[Available data]

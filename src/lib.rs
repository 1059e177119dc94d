//! # Pool Sync SDK
//!
//! Keeps a client-side view of one account's DEX liquidity pools consistent with on-chain
//! storage, under concurrent updates, partial failures and a push-based change feed.
//!
//! ## Overview
//!
//! - **Query**: typed storage queries (prefix scans, exact keys, subscriptions) with
//!   Borsh-decoded values
//! - **Aggregation**: concurrent per-asset fan-out, inner joins of result sets and
//!   fixed-precision position math
//! - **Reconciliation**: subscription-triggered refresh, diff-based persistence that keeps
//!   the favorites/order overlay, and observer fan-out
//! - **Yield**: single-flight cache over the remote APY table
//!
//! ## Architecture
//!
//! ### Chain Layer
//! A [`connection::ChainConnection`] (JSON-RPC over WebSocket in production) and a
//! [`metadata::ChainMetadataProvider`] feed the [`storage_query::StorageQueryBuilder`].
//!
//! ### Aggregation Layer
//! [`aggregator::ChainAggregator`] builds account pools and liquidity pairs from storage and
//! exposes them through the [`aggregator::PoolDataSource`] and
//! [`aggregator::PoolChangeFeed`] seams.
//!
//! ### Sync Layer
//! [`coordinator::PoolSyncCoordinator`] owns the reconciled snapshot, persists it through a
//! [`repository::PoolRepository`] and an [`order_store::OrderStore`], and notifies
//! [`coordinator::PoolObserver`]s.

// Core Types
/// Domain records and decimal conversion
pub mod types;
/// Error taxonomy
pub mod error;

// Chain Layer
/// Connection seam and request timeout/retry policy
pub mod connection;
/// JSON-RPC over WebSocket connection
pub mod ws_connection;
/// Runtime storage schema and its provider
pub mod metadata;
/// Storage key construction and key-part recovery
pub mod storage_key;
/// Typed storage queries
pub mod storage_query;
/// Asset precision and symbol lookup
pub mod assets;

// Aggregation Layer
/// Concurrent pool aggregation and position math
pub mod aggregator;
/// Single-flight APY cache
pub mod apy_cache;

// Sync Layer
/// Per-pair primed/debounced trigger gate
pub mod debounce;
/// Pool snapshot reconciliation and subscriptions
pub mod coordinator;
/// Pool row persistence contract
pub mod repository;
/// PostgreSQL pool repository
pub mod database;
/// Persisted explicit pool order
pub mod order_store;

// Infrastructure
/// Configuration
pub mod settings;
/// Metrics helpers (no-ops without the `observability` feature)
pub mod metrics;

pub use aggregator::{ChainAggregator, PoolChangeFeed, PoolDataSource};
pub use apy_cache::ApyCache;
pub use coordinator::{PoolObserver, PoolSyncCoordinator};
pub use error::{SyncError, SyncResult};
pub use settings::Settings;
pub use storage_query::StorageQueryBuilder;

[/Available data]

Goal of the exercise> Using the listing above, reproduce each line without omission.

Solution>
filename src/lib.rs
repository 1059e177119dc94d
//! # Pool Sync SDK
//!
//! Keeps a client-side view of one account's DEX liquidity pools consistent with on-chain
//! storage, under concurrent updates, partial failures and a push-based change feed.
//!
//! ## Overview
//!
//! - **Query**: typed storage queries (prefix scans, exact keys, subscriptions) with
//!   Borsh-decoded values
//! - **Aggregation**: concurrent per-asset fan-out, inner joins of result sets and
//!   fixed-precision position math
//! - **Reconciliation**: subscription-triggered refresh, diff-based persistence that keeps
//!   the favorites/order overlay, and observer fan-out
//! - **Yield**: single-flight cache over the remote APY table
//!
//! ## Architecture
//!
//! ### Chain Layer
//! A [`connection::ChainConnection`] (JSON-RPC over WebSocket in production) and a
//! [`metadata::ChainMetadataProvider`] feed the [`storage_query::StorageQueryBuilder`].
//!
//! ### Aggregation Layer
//! [`aggregator::ChainAggregator`] builds account pools and liquidity pairs from storage and
//! exposes them through the [`aggregator::PoolDataSource`] and
//! [`aggregator::PoolChangeFeed`] seams.
//!
//! ### Sync Layer
//! [`coordinator::PoolSyncCoordinator`] owns the reconciled snapshot, persists it through a
//! [`repository::PoolRepository`] and an [`order_store::OrderStore`], and notifies
//! [`coordinator::PoolObserver`]s.

// Core Types
/// Domain records and decimal conversion
pub mod types;
/// Error taxonomy
pub mod error;

// Chain Layer
/// Connection seam and request timeout/retry policy
pub mod connection;
/// JSON-RPC over WebSocket connection
pub mod ws_connection;
/// Runtime storage schema and its provider
pub mod metadata;
/// Storage key construction and key-part recovery
pub mod storage_key;
/// Typed storage queries
pub mod storage_query;
/// Asset precision and symbol lookup
pub mod assets;

// Aggregation Layer
/// Concurrent pool aggregation and position math
pub mod aggregator;
/// Single-flight APY cache
pub mod apy_cache;

// Sync Layer
/// Per-pair primed/debounced trigger gate
pub mod debounce;
/// Pool snapshot reconciliation and subscriptions
pub mod coordinator;
/// Pool row persistence contract
pub mod repository;
/// PostgreSQL pool repository
pub mod database;
/// Persisted explicit pool order
pub mod order_store;

// Infrastructure
/// Configuration
pub mod settings;
/// Metrics helpers (no-ops without the `observability` feature)
pub mod metrics;

pub use aggregator::{ChainAggregator, PoolChangeFeed, PoolDataSource};
pub use apy_cache::ApyCache;
pub use coordinator::{PoolObserver, PoolSyncCoordinator};
pub use error::{SyncError, SyncResult};
pub use settings::Settings;
pub use storage_query::StorageQueryBuilder;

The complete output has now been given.